==== Data to examine ====
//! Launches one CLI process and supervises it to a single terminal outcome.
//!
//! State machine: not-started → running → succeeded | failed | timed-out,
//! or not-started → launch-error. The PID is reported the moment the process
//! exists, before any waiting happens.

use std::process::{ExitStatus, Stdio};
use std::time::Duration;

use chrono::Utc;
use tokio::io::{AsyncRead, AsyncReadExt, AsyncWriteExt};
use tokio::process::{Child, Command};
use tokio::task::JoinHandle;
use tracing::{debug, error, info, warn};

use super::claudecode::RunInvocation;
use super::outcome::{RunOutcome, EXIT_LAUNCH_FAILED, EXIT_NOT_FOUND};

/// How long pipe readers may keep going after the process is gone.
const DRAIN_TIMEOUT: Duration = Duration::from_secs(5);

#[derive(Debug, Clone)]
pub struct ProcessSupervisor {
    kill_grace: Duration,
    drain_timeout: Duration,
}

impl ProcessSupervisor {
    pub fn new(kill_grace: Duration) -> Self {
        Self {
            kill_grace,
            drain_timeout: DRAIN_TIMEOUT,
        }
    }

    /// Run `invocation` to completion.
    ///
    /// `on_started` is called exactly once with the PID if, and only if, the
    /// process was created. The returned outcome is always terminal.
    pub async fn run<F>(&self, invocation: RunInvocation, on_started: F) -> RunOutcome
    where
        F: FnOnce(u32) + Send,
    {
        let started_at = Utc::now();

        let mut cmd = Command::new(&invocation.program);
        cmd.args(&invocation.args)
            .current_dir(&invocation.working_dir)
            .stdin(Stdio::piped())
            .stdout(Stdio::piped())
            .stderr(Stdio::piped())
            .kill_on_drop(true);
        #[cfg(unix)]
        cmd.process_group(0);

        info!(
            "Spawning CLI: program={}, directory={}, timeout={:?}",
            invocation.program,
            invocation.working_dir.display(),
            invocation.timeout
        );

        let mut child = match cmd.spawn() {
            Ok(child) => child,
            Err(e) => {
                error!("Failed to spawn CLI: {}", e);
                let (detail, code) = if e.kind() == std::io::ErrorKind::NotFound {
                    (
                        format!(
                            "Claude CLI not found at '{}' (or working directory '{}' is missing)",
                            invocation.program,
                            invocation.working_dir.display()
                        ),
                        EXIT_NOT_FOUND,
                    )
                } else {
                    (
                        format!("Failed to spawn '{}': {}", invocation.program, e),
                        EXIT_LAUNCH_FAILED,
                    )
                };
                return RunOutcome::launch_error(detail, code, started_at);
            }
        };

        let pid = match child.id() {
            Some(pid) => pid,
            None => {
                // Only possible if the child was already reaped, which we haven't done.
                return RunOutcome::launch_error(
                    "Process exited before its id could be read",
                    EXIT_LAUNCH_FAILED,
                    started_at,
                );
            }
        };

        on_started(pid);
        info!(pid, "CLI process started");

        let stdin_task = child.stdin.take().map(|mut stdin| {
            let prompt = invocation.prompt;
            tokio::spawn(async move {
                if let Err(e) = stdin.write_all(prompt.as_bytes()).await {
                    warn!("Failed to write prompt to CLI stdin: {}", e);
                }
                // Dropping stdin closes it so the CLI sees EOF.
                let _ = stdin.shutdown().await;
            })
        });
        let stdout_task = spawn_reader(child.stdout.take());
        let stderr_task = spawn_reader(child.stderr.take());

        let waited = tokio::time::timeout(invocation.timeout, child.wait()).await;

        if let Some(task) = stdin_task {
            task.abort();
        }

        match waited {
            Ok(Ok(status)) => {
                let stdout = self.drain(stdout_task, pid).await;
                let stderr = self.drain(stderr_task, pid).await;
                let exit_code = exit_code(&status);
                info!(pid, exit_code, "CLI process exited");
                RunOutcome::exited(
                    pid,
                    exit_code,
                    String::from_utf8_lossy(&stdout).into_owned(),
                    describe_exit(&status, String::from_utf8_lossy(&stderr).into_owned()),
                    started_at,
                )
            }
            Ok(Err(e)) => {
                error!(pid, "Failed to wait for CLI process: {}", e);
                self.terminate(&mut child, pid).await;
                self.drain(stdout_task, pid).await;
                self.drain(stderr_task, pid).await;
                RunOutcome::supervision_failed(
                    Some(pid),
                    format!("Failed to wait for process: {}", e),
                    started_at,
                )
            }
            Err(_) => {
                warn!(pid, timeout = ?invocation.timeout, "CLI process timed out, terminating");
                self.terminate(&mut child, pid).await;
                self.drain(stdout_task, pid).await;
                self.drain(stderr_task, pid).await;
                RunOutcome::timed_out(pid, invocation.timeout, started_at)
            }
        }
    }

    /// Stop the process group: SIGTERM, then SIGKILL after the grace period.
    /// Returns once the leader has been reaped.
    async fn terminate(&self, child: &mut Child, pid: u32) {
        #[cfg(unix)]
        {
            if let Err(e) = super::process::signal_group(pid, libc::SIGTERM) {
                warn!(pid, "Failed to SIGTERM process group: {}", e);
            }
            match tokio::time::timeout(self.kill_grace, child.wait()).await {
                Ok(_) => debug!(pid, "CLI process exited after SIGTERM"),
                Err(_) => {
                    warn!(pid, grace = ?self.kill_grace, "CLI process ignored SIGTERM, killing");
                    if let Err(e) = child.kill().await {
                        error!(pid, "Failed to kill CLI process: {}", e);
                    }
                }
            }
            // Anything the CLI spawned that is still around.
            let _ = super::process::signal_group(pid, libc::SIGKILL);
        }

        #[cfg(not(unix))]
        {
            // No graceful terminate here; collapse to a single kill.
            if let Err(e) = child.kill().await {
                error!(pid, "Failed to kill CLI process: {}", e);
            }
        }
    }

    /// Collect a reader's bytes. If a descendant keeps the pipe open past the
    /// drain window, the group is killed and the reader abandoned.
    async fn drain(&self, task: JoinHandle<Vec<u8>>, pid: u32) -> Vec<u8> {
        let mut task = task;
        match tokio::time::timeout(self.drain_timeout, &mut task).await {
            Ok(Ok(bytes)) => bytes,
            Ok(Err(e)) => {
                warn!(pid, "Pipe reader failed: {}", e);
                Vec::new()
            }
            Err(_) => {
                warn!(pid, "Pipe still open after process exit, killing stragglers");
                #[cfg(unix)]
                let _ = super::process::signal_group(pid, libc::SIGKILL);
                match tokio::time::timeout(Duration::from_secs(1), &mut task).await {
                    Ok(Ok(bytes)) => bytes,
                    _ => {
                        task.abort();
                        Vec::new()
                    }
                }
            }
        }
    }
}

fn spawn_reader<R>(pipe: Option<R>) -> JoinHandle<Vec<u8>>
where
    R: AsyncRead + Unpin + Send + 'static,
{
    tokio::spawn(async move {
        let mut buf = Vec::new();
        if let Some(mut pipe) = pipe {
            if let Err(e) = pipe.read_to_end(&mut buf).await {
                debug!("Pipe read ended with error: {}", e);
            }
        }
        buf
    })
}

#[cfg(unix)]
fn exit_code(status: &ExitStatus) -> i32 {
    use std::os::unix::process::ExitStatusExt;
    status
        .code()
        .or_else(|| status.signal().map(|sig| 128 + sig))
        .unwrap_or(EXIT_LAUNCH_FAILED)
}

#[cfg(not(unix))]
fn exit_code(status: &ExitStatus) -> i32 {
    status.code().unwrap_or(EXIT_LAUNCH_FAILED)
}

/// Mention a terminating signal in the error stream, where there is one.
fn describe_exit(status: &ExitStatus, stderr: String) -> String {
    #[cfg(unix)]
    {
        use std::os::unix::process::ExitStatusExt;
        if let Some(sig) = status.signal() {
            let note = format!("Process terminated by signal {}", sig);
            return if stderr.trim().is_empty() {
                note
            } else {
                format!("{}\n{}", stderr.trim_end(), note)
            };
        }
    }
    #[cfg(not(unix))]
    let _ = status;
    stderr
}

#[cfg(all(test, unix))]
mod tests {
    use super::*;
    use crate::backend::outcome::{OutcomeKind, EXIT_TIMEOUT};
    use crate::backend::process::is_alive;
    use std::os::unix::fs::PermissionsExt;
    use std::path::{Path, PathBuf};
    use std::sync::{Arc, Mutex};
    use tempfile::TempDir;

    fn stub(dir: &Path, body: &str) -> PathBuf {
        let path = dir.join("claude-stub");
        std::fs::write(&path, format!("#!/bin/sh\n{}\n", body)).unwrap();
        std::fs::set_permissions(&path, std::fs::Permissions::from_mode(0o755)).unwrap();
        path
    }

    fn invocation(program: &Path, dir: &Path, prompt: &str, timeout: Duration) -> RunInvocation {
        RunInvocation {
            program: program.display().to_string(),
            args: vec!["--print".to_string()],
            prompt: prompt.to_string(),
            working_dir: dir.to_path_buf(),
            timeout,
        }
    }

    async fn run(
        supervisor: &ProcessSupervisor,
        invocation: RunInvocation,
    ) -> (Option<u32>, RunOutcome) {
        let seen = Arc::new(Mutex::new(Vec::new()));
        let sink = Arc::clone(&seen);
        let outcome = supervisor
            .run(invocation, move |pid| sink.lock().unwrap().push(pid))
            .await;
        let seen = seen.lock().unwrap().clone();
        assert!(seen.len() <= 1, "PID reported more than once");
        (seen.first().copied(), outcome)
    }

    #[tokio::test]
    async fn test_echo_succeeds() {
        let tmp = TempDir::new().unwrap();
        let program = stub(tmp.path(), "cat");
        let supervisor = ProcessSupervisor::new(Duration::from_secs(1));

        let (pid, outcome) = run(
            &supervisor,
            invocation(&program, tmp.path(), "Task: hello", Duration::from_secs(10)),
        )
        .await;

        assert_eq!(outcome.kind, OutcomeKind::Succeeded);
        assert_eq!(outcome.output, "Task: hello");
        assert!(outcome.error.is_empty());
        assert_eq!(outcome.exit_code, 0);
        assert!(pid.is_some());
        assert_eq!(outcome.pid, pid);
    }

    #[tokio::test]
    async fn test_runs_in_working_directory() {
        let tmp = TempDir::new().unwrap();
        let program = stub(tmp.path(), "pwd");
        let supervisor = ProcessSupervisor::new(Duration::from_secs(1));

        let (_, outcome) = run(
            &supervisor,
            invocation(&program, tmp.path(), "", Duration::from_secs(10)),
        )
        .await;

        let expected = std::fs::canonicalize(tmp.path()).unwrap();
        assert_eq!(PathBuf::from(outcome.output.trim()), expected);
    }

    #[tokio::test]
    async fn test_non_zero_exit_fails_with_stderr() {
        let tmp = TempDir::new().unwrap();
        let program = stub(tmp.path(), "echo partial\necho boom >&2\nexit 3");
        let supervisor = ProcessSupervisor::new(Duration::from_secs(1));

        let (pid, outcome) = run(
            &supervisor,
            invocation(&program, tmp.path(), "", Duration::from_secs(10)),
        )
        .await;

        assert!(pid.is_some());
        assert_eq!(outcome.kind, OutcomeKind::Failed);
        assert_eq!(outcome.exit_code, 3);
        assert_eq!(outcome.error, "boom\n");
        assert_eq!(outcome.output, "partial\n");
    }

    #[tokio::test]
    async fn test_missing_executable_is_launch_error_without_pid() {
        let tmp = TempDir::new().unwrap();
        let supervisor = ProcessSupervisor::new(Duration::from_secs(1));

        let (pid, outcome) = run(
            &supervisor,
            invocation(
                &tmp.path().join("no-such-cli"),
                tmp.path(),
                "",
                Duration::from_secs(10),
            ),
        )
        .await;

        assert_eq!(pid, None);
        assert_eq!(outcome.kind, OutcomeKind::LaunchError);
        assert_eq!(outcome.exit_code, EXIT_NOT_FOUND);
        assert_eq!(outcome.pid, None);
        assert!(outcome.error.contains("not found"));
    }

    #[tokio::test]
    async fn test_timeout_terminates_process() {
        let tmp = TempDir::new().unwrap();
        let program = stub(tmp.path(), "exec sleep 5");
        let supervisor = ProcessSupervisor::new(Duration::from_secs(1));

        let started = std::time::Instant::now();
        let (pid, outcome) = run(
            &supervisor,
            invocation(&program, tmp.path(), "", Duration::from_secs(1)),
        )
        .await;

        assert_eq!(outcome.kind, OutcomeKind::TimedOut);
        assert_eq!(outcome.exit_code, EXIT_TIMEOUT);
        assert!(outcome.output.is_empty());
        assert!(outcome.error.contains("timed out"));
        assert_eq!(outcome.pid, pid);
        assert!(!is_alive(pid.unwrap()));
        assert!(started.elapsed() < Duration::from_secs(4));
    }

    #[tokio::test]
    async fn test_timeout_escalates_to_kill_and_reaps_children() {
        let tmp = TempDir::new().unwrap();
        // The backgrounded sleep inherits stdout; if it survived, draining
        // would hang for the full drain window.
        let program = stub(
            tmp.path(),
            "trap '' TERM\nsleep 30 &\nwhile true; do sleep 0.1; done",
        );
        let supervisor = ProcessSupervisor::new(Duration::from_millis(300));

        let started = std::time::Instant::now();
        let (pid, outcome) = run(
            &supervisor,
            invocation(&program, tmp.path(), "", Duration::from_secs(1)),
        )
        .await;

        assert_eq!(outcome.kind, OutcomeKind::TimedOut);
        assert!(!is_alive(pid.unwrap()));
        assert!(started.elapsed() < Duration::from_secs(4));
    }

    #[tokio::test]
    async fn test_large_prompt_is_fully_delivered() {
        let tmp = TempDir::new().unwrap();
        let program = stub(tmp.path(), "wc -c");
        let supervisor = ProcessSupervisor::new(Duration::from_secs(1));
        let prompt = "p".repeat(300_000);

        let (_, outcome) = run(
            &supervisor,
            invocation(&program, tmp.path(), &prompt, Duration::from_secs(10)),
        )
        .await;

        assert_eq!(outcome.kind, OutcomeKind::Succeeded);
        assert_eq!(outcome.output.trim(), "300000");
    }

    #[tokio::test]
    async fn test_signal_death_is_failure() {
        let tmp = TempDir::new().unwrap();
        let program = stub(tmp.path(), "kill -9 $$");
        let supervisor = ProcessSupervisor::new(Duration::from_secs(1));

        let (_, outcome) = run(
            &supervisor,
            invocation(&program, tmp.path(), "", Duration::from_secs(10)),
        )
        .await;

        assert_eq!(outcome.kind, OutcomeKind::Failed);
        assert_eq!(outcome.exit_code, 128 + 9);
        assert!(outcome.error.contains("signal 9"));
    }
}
====
=== Task details ===
Copy each line from the records above that includes the string "true".

=== Result for this exercise ===
            .kill_on_drop(true);
            "trap '' TERM\nsleep 30 &\nwhile true; do sleep 0.1; done",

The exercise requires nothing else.